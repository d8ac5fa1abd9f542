//! Domain entities - Conversation transcript, speech styling and service calls

mod chat_message;
mod conversation;
mod multi_speaker;
mod service_calls;
mod speech;
mod speech_style;

pub use chat_message::{ChatMessage, MessageRole};
pub use conversation::{ConversationHistory, SYSTEM_PREAMBLE};
pub use multi_speaker::format_dialogue;
pub use service_calls::{
    ClearConversationCall, ServiceCall, ServiceName, SetDefaultVoiceCall, SpeakWithStyleCall,
};
pub use speech::{
    AUDIO_BIT_RATE, AudioChannels, AudioCodec, AudioContainer, AudioSampleRate, SpeechMetadata,
    SpeechResult, SpeechResultState,
};
pub use speech_style::{SpeechStyle, truncate_message};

Problem to work on
Having found the line that contains "mod service_calls;", set down that line and all the rest through the end of the records, exactly.

Answer box
mod service_calls;
mod speech;
mod speech_style;

pub use chat_message::{ChatMessage, MessageRole};
pub use conversation::{ConversationHistory, SYSTEM_PREAMBLE};
pub use multi_speaker::format_dialogue;
pub use service_calls::{
    ClearConversationCall, ServiceCall, ServiceName, SetDefaultVoiceCall, SpeakWithStyleCall,
};
pub use speech::{
    AUDIO_BIT_RATE, AudioChannels, AudioCodec, AudioContainer, AudioSampleRate, SpeechMetadata,
    SpeechResult, SpeechResultState,
};
pub use speech_style::{SpeechStyle, truncate_message};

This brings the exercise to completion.